This reminds me of another thing sort of related to this. Do you think America was right when they dropped nuclear bombs on Hiroshima and Nagasaki? Because I don't. They dropped bombs on innocent civilians and wiped out two whole cities, just because they had a crappy ruler.
Well to be fair, America didn't have much choice.


they could have won the war island-by-island, causing entire citied to be demolished, millions killed, the japanese nation completely in ruins, their legacy destroyed and their scraps to be fought over by the Chinese and Americans, or they could have dropped 2 devastating weapons of war on civilians to force the japanese into total surrender.


There was no right, moral way for america to beat japan, there was the bad way, the worse way, the horrible way and the unthinkable way, there was no good way, if japan didn't surrender or gget destroyed, the war would never end.


I'm not saying what america did there was right, but given the situation it was going to come down to populations of civilians getting killed either way.

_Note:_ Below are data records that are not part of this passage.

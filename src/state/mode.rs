use std::fmt;
use std::str::FromStr;

use crate::error::EditorError;
use crate::shape::ShapeKind;

/// How the editor interprets a pointer press
#[derive(Debug, Clone, Copy, PartialEq, Eq, Hash, Default)]
pub enum Mode {
    #[default]
    Select,
    Circle,
    Ellipse,
    Section,
    Rectangle,
    Square,
    Triangle,
}

impl Mode {
    pub const ALL: [Mode; 7] = [
        Mode::Select,
        Mode::Circle,
        Mode::Ellipse,
        Mode::Section,
        Mode::Rectangle,
        Mode::Square,
        Mode::Triangle,
    ];

    /// Creation modes in the order they appear on the toolbar
    pub const CREATION: [Mode; 6] = [
        Mode::Ellipse,
        Mode::Circle,
        Mode::Section,
        Mode::Rectangle,
        Mode::Square,
        Mode::Triangle,
    ];

    /// The kind of shape a press creates, `None` in select mode
    pub fn shape_kind(&self) -> Option<ShapeKind> {
        match self {
            Mode::Select => None,
            Mode::Circle => Some(ShapeKind::Circle),
            Mode::Ellipse => Some(ShapeKind::Ellipse),
            Mode::Section => Some(ShapeKind::Section),
            Mode::Rectangle => Some(ShapeKind::Rectangle),
            Mode::Square => Some(ShapeKind::Square),
            Mode::Triangle => Some(ShapeKind::Triangle),
        }
    }

    pub fn is_creation(&self) -> bool {
        self.shape_kind().is_some()
    }

    pub fn name(&self) -> &'static str {
        match self.shape_kind() {
            Some(kind) => kind.name(),
            None => "Select",
        }
    }
}

impl fmt::Display for Mode {
    fn fmt(&self, f: &mut fmt::Formatter<'_>) -> fmt::Result {
        f.write_str(self.name())
    }
}

impl FromStr for Mode {
    type Err = EditorError;

    fn from_str(s: &str) -> Result<Self, Self::Err> {
        Mode::ALL
            .into_iter()
            .find(|mode| mode.name().eq_ignore_ascii_case(s.trim()))
            .ok_or_else(|| EditorError::UnknownMode(s.to_string()))
    }
}
use super::common::validate_size;
use super::{Shape, ShapeCore, ShapeKind};
use crate::color::ShapeColor;
use crate::error::EditorResult;
use crate::geometry::Position;
use crate::renderer::Surface;

#[derive(Debug, Clone, PartialEq)]
pub struct Circle {
    core: ShapeCore,
    radius: f64,
}

impl Circle {
    pub fn new(center: Position, radius: f64, color: ShapeColor) -> Self {
        Self {
            core: ShapeCore::new(center, color),
            radius,
        }
    }

    pub fn radius(&self) -> f64 {
        self.radius
    }
}

impl Shape for Circle {
    fn kind(&self) -> ShapeKind {
        ShapeKind::Circle
    }

    fn core(&self) -> &ShapeCore {
        &self.core
    }

    fn core_mut(&mut self) -> &mut ShapeCore {
        &mut self.core
    }

    fn hit_radius(&self) -> f64 {
        self.radius
    }

    fn resize(&mut self, delta: f64) -> EditorResult<()> {
        let radius = self.radius + delta;
        validate_size(radius, "circle radius")?;
        self.radius = radius;
        Ok(())
    }

    fn paint(&self, surface: &mut dyn Surface) {
        surface.circle(self.core.center, self.radius);
    }
}

#[cfg(test)]
mod tests {
    use super::*;
    use crate::error::EditorError;

    #[test]
    fn test_contains_tracks_current_radius() {
        let mut circle = Circle::new(Position::new(0.0, 0.0), 70.0, ShapeColor::RED);
        let probe = Position::new(75.0, 0.0);
        assert!(!circle.contains(probe));

        circle.resize(10.0).unwrap();
        assert_eq!(circle.radius(), 80.0);
        assert!(circle.contains(probe));
    }

    #[test]
    fn test_shrink_below_minimum_is_refused() {
        let mut circle = Circle::new(Position::new(0.0, 0.0), 5.0, ShapeColor::RED);
        let result = circle.resize(-10.0);
        assert!(matches!(result, Err(EditorError::InvalidGeometry(_))));
        assert_eq!(circle.radius(), 5.0);
    }
}
use super::{Position, centroid};
use crate::error::EditorResult;

/// Uniformly scales `point` about `center`: `center + (point - center) * factor`.
///
/// Plain vector arithmetic, so it is defined for every direction including
/// axis-aligned offsets.
pub fn scale_point_about_center(point: Position, center: Position, factor: f64) -> Position {
    center + (point - center) * factor
}

/// Scales a set of points about their own centroid, in place.
///
/// Returns the pivot that was used.
pub fn scale_about_centroid(points: &mut [Position], factor: f64) -> EditorResult<Position> {
    let pivot = centroid(points)?;
    for point in points.iter_mut() {
        *point = scale_point_about_center(*point, pivot, factor);
    }
    Ok(pivot)
}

and if japan didn't surrender, then china would have invaded, and they would have done a LOT worse than 2 cities vaporized.
 
To those who believe America dropped the atom bomb for any excusable moral reason, I have only one question.


Why two?


Fact is, they dropped two in order to "test out" and "experiment with" different methods. They commited a massive, wholly unforgivable war crime by deliberately, and this is very clear in transcripts, choosing cities that were as yet relatively undamaged and full of civilians, in order to inflict not only the maximum amount of damage, but also be able to best observe the effects of the as yet unexplored nuclear energy. Frankly a few regular bombs would have done the trick as much as anything. If they were doing this for the sake of harming as few Japanese as possible while still ensuring surrender, one would have been more than enough.


In fact, there is solid reason to believe, and if I am challenged on this count I will be happy to pull examples from several book sources, that while the Japanese emperor could not for political reasons surrender publicly and shame his person, nation, and people, he was engaged in genuine peace negotiations with the US via the Soviet Union. (Additionally, just statistically speaking, there is no way Japan could have invaded the US, and any such claims are preposterous. Japan had a population of 71,998,104, soldiers and citizens inclusive; the US, 139,994,000 – practically double. Not to mention the travel involved.)


In my personal opinion as an American who loves their country, it was an unforgivable crime and a huge stain on what we stand for as a "constitutional" nation.